#### [What you need to do]
Where the string "Identifiable" occurs in a line of the entries below, copy that line.

[Excerpts from a dataset]
::::

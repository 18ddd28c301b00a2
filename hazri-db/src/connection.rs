use std::env;

use diesel::r2d2::{ConnectionManager, Pool};
use diesel::{pg::PgConnection, r2d2::PooledConnection};

pub type PgPool = Pool<ConnectionManager<PgConnection>>;
pub type Conn = PooledConnection<ConnectionManager<PgConnection>>;

const DEFAULT_POOL_SIZE: u32 = 8;

pub fn create_connection_pool() -> PgPool {
    let db_url = env::var("DATABASE_URL").expect("DATABASE_URL is not set");
    let pool_size = env::var("DATABASE_POOL_SIZE")
        .ok()
        .and_then(|v| v.parse().ok())
        .unwrap_or(DEFAULT_POOL_SIZE);
    let manager = ConnectionManager::<PgConnection>::new(db_url);
    Pool::builder()
        .max_size(pool_size)
        .build(manager)
        .expect("Failed to create pool")
}
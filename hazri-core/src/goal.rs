use log::warn;

use crate::store::AttendanceStore;
use crate::types::Goal;

/// The active goal for (user, institute), or the stock 75/70 defaults when
/// no row exists or the lookup fails. Never an error state.
pub fn resolve_goal(store: &dyn AttendanceStore, user_id: i32, institute_id: i32) -> Goal {
    match store.active_goal(user_id, institute_id) {
        Ok(Some(goal)) => goal,
        Ok(None) => Goal::default(),
        Err(e) => {
            warn!(
                "goal lookup failed for user {} institute {}, using defaults: {}",
                user_id, institute_id, e
            );
            Goal::default()
        }
    }
}
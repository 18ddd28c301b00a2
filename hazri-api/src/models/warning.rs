use std::str::FromStr;

use async_graphql::*;
use chrono::NaiveDateTime;

use hazri_core::types::Severity;
use hazri_db::models::institute::Institute as InstituteData;
use hazri_db::models::subject::Subject as SubjectData;
use hazri_db::models::warning::AttendanceWarning as AttendanceWarningData;

use crate::get_conn_from_ctx;

use super::attendance::AlertSeverity;

/// A persisted warning row; `subject_id = None` marks an institute-level
/// warning. Names resolve lazily for dashboard display.
#[derive(SimpleObject, Clone)]
#[graphql(complex)]
pub(crate) struct WarningRecord {
    pub(crate) id: i32,
    pub(crate) institute_id: i32,
    pub(crate) subject_id: Option<i32>,
    pub(crate) severity: AlertSeverity,
    pub(crate) message: String,
    pub(crate) attendance_percentage: f64,
    pub(crate) threshold_percentage: f64,
    pub(crate) is_read: bool,
    pub(crate) created_at: NaiveDateTime,
    pub(crate) read_at: Option<NaiveDateTime>,
}

#[ComplexObject]
impl WarningRecord {
    async fn institute_name(&self, ctx: &Context<'_>) -> Result<String> {
        Ok(InstituteData::find(self.institute_id, &get_conn_from_ctx(ctx))?.name)
    }

    async fn subject_name(&self, ctx: &Context<'_>) -> Result<Option<String>> {
        match self.subject_id {
            Some(sid) => Ok(Some(SubjectData::find(sid, &get_conn_from_ctx(ctx))?.name)),
            None => Ok(None),
        }
    }
}

impl From<&AttendanceWarningData> for WarningRecord {
    fn from(warning: &AttendanceWarningData) -> Self {
        WarningRecord {
            id: warning.id,
            institute_id: warning.institute_id,
            subject_id: warning.subject_id,
            severity: Severity::from_str(&warning.warning_type)
                .expect(&format!(
                    "cannot convert {} to Severity",
                    &warning.warning_type
                ))
                .into(),
            message: warning.message.clone(),
            attendance_percentage: warning.attendance_percentage,
            threshold_percentage: warning.threshold_percentage,
            is_read: warning.is_read,
            created_at: warning.created_at,
            read_at: warning.read_at,
        }
    }
}
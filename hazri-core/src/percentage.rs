//! Attendance percentage computation, per subject and per institute.
//!
//! "Total possible classes" is approximated by elapsed calendar days in the
//! window, not by a class schedule. Institute totals are therefore
//! "subject-days": every active subject contributes the full day count, and
//! the sum deliberately exceeds the calendar span.

use log::error;

use crate::store::{AttendanceStore, StorageFailure};
use crate::types::{AttendanceFigures, ComputeStatus, DateWindow};

/// Attendance figures for one (user, institute, subject) tuple.
///
/// Storage failures never reach the caller: they are logged and collapsed to
/// zeroed figures with `status = error`.
pub fn subject_attendance(
    store: &dyn AttendanceStore,
    user_id: i32,
    institute_id: i32,
    subject_id: i32,
    window: Option<DateWindow>,
) -> AttendanceFigures {
    let window = window.unwrap_or_else(DateWindow::last_month);
    match try_subject_attendance(store, user_id, institute_id, subject_id, window) {
        Ok(figures) => figures,
        Err(e) => {
            error!(
                "attendance calculation failed for user {} subject {}: {}",
                user_id, subject_id, e
            );
            AttendanceFigures::empty(ComputeStatus::Error)
        }
    }
}

pub(crate) fn try_subject_attendance(
    store: &dyn AttendanceStore,
    user_id: i32,
    institute_id: i32,
    subject_id: i32,
    window: DateWindow,
) -> Result<AttendanceFigures, StorageFailure> {
    // At least one day, so the percentage is always divisible.
    let total = window.total_days().max(1);
    let attended = store.count_present(user_id, institute_id, subject_id, window)?;
    Ok(AttendanceFigures::from_counts(attended, total))
}

/// Attendance summed over every active subject of the institute, with the
/// percentage recomputed from the summed counts. Zero active subjects yield
/// `status = no_classes`.
///
/// Each subject goes through the swallowing per-subject calculator: a
/// subject whose lookup fails contributes zeroed figures and the rest still
/// produce a `calculated` result. Only a failure to enumerate the subjects
/// themselves degrades the whole institute to `status = error`.
pub fn institute_attendance(
    store: &dyn AttendanceStore,
    user_id: i32,
    institute_id: i32,
    window: Option<DateWindow>,
) -> AttendanceFigures {
    let window = window.unwrap_or_else(DateWindow::last_month);
    match try_institute_attendance(store, user_id, institute_id, window) {
        Ok(figures) => figures,
        Err(e) => {
            error!(
                "institute attendance calculation failed for user {} institute {}: {}",
                user_id, institute_id, e
            );
            AttendanceFigures::empty(ComputeStatus::Error)
        }
    }
}

pub(crate) fn try_institute_attendance(
    store: &dyn AttendanceStore,
    user_id: i32,
    institute_id: i32,
    window: DateWindow,
) -> Result<AttendanceFigures, StorageFailure> {
    let mut total_attended = 0;
    let mut total_possible = 0;
    for subject_id in store.active_subjects(institute_id)? {
        let figures = subject_attendance(store, user_id, institute_id, subject_id, Some(window));
        total_attended += figures.attended;
        total_possible += figures.total;
    }
    Ok(AttendanceFigures::from_counts(total_attended, total_possible))
}
use crate::schema::{enrollments, institutes};
use chrono::NaiveDateTime;
use diesel::prelude::*;
use diesel::PgConnection;
use serde::{Deserialize, Serialize};

#[derive(
    Queryable, Debug, Serialize, Deserialize, AsChangeset, Clone, Identifiable, Associations,
)]
#[table_name = "institutes"]
pub struct Institute {
    pub id: i32,
    pub owner_id: i32,
    pub name: String,
    pub is_active: bool,
    pub created_at: NaiveDateTime,
}

impl Institute {
    pub fn find(iid: i32, conn: &PgConnection) -> QueryResult<Self> {
        institutes::table.find(iid).first(conn)
    }

    pub fn list_by_owner(teacher_id: i32, conn: &PgConnection) -> QueryResult<Vec<Self>> {
        institutes::table
            .filter(institutes::owner_id.eq(teacher_id))
            .filter(institutes::is_active.eq(true))
            .order(institutes::name)
            .load(conn)
    }

    /// Active institutes the student is enrolled in, via the enrollment link.
    pub fn list_enrolled(student_id: i32, conn: &PgConnection) -> QueryResult<Vec<Self>> {
        institutes::table
            .inner_join(enrollments::table)
            .filter(enrollments::student_id.eq(student_id))
            .filter(enrollments::is_active.eq(true))
            .filter(institutes::is_active.eq(true))
            .select(institutes::all_columns)
            .distinct()
            .order(institutes::name)
            .load(conn)
    }

    pub fn update_active(&self, active: bool, conn: &PgConnection) -> QueryResult<()> {
        diesel::update(self)
            .set(institutes::is_active.eq(active))
            .execute(conn)?;
        Ok(())
    }
}

#[derive(Debug, Serialize, Deserialize, Insertable)]
#[table_name = "institutes"]
pub struct NewInstitute {
    pub owner_id: i32,
    pub name: String,
}

impl NewInstitute {
    pub fn create(&self, conn: &PgConnection) -> QueryResult<Institute> {
        diesel::insert_into(institutes::table)
            .values(self)
            .get_result(conn)
    }
}
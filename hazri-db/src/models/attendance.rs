use crate::models::{institute::Institute, subject::Subject};
use crate::schema::attendance_records;
use chrono::{NaiveDate, NaiveDateTime};
use diesel::dsl::count_star;
use diesel::prelude::*;
use diesel::PgConnection;
use serde::{Deserialize, Serialize};

/// One "present" mark. Immutable once created; at most one per
/// (user, institute, subject, day), enforced by a unique index.
#[derive(Queryable, Debug, Serialize, Deserialize, Clone, Identifiable, Associations)]
#[belongs_to(Institute)]
#[belongs_to(Subject)]
#[table_name = "attendance_records"]
pub struct AttendanceRecord {
    pub id: i32,
    pub user_id: i32,
    pub institute_id: i32,
    pub subject_id: i32,
    pub attendance_date: NaiveDate,
    pub status: String,
    pub selfie_image_path: Option<String>,
    pub notes: Option<String>,
    pub created_at: NaiveDateTime,
}

impl AttendanceRecord {
    pub fn find(rid: i32, conn: &PgConnection) -> QueryResult<Option<Self>> {
        attendance_records::table.find(rid).first(conn).optional()
    }

    pub fn count_present_between(
        uid: i32,
        iid: i32,
        sid: i32,
        start: NaiveDate,
        end: NaiveDate,
        conn: &PgConnection,
    ) -> QueryResult<i64> {
        attendance_records::table
            .filter(attendance_records::user_id.eq(uid))
            .filter(attendance_records::institute_id.eq(iid))
            .filter(attendance_records::subject_id.eq(sid))
            .filter(attendance_records::attendance_date.between(start, end))
            .filter(attendance_records::status.eq("present"))
            .select(count_star())
            .first(conn)
    }

    /// Newest-first history for a student's own dashboard.
    pub fn history_for_user(uid: i32, limit: i64, conn: &PgConnection) -> QueryResult<Vec<Self>> {
        attendance_records::table
            .filter(attendance_records::user_id.eq(uid))
            .order(attendance_records::attendance_date.desc())
            .limit(limit)
            .load(conn)
    }
}

#[derive(Debug, Serialize, Deserialize, Insertable)]
#[table_name = "attendance_records"]
pub struct NewAttendanceRecord {
    pub user_id: i32,
    pub institute_id: i32,
    pub subject_id: i32,
    pub attendance_date: NaiveDate,
    pub status: String,
    pub selfie_image_path: Option<String>,
    pub notes: Option<String>,
}

impl NewAttendanceRecord {
    /// Conditional insert backed by the per-day unique index; `Ok(None)`
    /// means attendance was already marked for that tuple and day.
    pub fn create(&self, conn: &PgConnection) -> QueryResult<Option<AttendanceRecord>> {
        diesel::insert_into(attendance_records::table)
            .values(self)
            .on_conflict_do_nothing()
            .get_result(conn)
            .optional()
    }
}
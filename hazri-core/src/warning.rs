//! Threshold evaluation and the post-insert warning trigger.

use log::error;

use crate::goal::resolve_goal;
use crate::percentage::{institute_attendance, subject_attendance};
use crate::store::{AttendanceStore, NewWarning, StorageFailure};
use crate::types::{display_percentage, ComputeStatus, Severity, Warning, WarningReport};

/// Evaluate a student's attendance against their goal, for one subject or
/// (when `subject_id` is `None`) for the whole institute, over the default
/// trailing-30-day window.
///
/// The two threshold branches are mutually exclusive, so `warnings` carries
/// zero or one entry even though it is a list.
pub fn evaluate(
    store: &dyn AttendanceStore,
    user_id: i32,
    institute_id: i32,
    subject_id: Option<i32>,
) -> WarningReport {
    let goal = resolve_goal(store, user_id, institute_id);
    let attendance = match subject_id {
        Some(sid) => subject_attendance(store, user_id, institute_id, sid, None),
        None => institute_attendance(store, user_id, institute_id, None),
    };

    let mut warnings = Vec::new();
    if attendance.status == ComputeStatus::Calculated {
        let percentage = attendance.percentage;
        if percentage < goal.warning_threshold {
            warnings.push(Warning {
                severity: Severity::Critical,
                message: format!(
                    "Attendance is critically low! ({}%)",
                    display_percentage(percentage)
                ),
                percentage,
                threshold: goal.warning_threshold,
            });
        } else if percentage < goal.target_percentage {
            warnings.push(Warning {
                severity: Severity::Warning,
                message: format!(
                    "Attendance is below target ({}%)",
                    display_percentage(percentage)
                ),
                percentage,
                threshold: goal.target_percentage,
            });
        }
    }

    WarningReport {
        has_warnings: !warnings.is_empty(),
        attendance,
        goal,
        warnings,
    }
}

/// Re-evaluate the tuple touched by a freshly inserted attendance record and
/// append any resulting warning rows. Returns true iff at least one row was
/// persisted.
///
/// Runs synchronously in the request that recorded attendance; any failure
/// here is logged and reported as "no warning created" so the committed
/// attendance record is never disturbed.
pub fn on_attendance_recorded(store: &dyn AttendanceStore, record_id: i32) -> bool {
    match try_on_attendance_recorded(store, record_id) {
        Ok(persisted) => persisted,
        Err(e) => {
            error!(
                "automatic warning creation failed for record {}: {}",
                record_id, e
            );
            false
        }
    }
}

fn try_on_attendance_recorded(
    store: &dyn AttendanceStore,
    record_id: i32,
) -> Result<bool, StorageFailure> {
    let record = match store.attendance_record(record_id)? {
        Some(record) => record,
        // Unknown id is a silent no-op, not an error.
        None => return Ok(false),
    };

    let report = evaluate(
        store,
        record.user_id,
        record.institute_id,
        Some(record.subject_id),
    );
    if !report.has_warnings {
        return Ok(false);
    }

    for warning in &report.warnings {
        store.insert_warning(NewWarning {
            user_id: record.user_id,
            institute_id: record.institute_id,
            subject_id: Some(record.subject_id),
            severity: warning.severity,
            message: warning.message.clone(),
            percentage: warning.percentage,
            threshold: warning.threshold,
        })?;
    }
    Ok(true)
}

::::

#### [Exercise output]
    Queryable, Debug, Serialize, Deserialize, AsChangeset, Clone, Identifiable, Associations,
#[derive(Queryable, Debug, Serialize, Deserialize, Clone, Identifiable, Associations)]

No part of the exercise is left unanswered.